I pondered this while I unsaddled Sooty and rubbed her down. I had bent down to check her hooves when I felt Burrich watching me over the wall of the stall. I asked him, “For how long?”

He knew what I was asking.

“He began a few days after you left. He brought her down here one day, and spoke me fair, saying he thought it quite a shame that the Queen was spending all her days shut up in the Keep. She was used to such an open and hearty life up in the Mountains. He claimed he had allowed her to persuade him to teach her to ride as we rode here in the lower lands. Then he had me saddle Softstep with the saddle Verity had made for his queen, and off they went. Well, what was I to do or say?” he asked me fiercely as I turned to look at him questioningly. “It is as you have said before. We are King’s Men. Sworn. And Regal is a Prince of the Farseer house. Even if I were faithless enough to refuse him, there was my queen-in-waiting, expecting me to fetch her horse for her and saddle her.”

A slight motion of my hand reminded Burrich that his words sounded close to treason. He stepped into the stall beside me, to scratch behind Sooty’s ears pensively as I finished with her.

“You could do nothing else,” I conceded. “But I must wonder what his real intent is. And why she suffers him.”

“His intent? Perhaps just to wriggle his way back into favor with her. It is no secret that she pines in the castle. Oh, she is fair-spoken to all. But there is too much honesty in her for her to make others believe she is happy when she is not.”

“Perhaps,” I conceded grudgingly. I lifted my head as suddenly as a dog does when his master whistles. “I have to go. King-in-Waiting Verity …” I let the words trail away. I did not have to let Burrich know I had been summoned by the Skill.

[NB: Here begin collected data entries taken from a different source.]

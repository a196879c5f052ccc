// Copyright (c) 2025 Kirky.X
//
// Licensed under the MIT License
// See LICENSE file in the project root for full license information.

use tracing_subscriber::{layer::SubscriberExt, util::SubscriberInitExt};

/// 初始化日志
///
/// 过滤规则来自 `RUST_LOG`，默认 `info,songbook=debug`；
/// `LOG_FORMAT=json` 时输出 JSON 行
pub fn init_telemetry() {
    let filter = tracing_subscriber::EnvFilter::try_from_default_env()
        .unwrap_or_else(|_| "info,songbook=debug,tower_http=debug".into());

    let json = std::env::var("LOG_FORMAT")
        .map(|v| v.eq_ignore_ascii_case("json"))
        .unwrap_or(false);

    if json {
        tracing_subscriber::registry()
            .with(filter)
            .with(tracing_subscriber::fmt::layer().json())
            .init();
    } else {
        tracing_subscriber::registry()
            .with(filter)
            .with(tracing_subscriber::fmt::layer())
            .init();
    }
}
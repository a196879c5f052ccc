// Copyright (c) 2025 Kirky.X
//
// Licensed under the MIT License
// See LICENSE file in the project root for full license information.

/// 领域层模块
///
/// 该模块包含系统的核心业务逻辑，包括：
/// - 领域模型（models）：核心业务实体和数据结构
/// - 仓库接口（repositories）：数据持久化抽象接口
/// - 服务（services）：序列号、OpenKJ 命令分发、点歌、检索、认证和收藏
///
/// 领域层只依赖仓库接口，具体存储由基础设施层提供。
pub mod models;
pub mod repositories;
pub mod services;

I slung my saddlebags with the arduously copied scrolls inside to my shoulder and headed up to the castle.

I did not pause to change my clothes, or even to warm myself at the kitchen fires, but went straight to Verity’s map room. The door was ajar, and I tapped once and then entered. Verity leaned over a map secured to his table. He scarcely glanced up to acknowledge me. Steaming mulled wine already awaited me, and a generous platter of cold meats and bread stood on a table near the hearth. After a bit he straightened up.

“You block too well,” Verity said by way of a greeting. “I have been trying to get you to hurry for the past three days, and when do you finally know you are Skilled? When you are standing in my own stables. I tell you, Fitz, we must find time to teach you some sort of control over your Skill.”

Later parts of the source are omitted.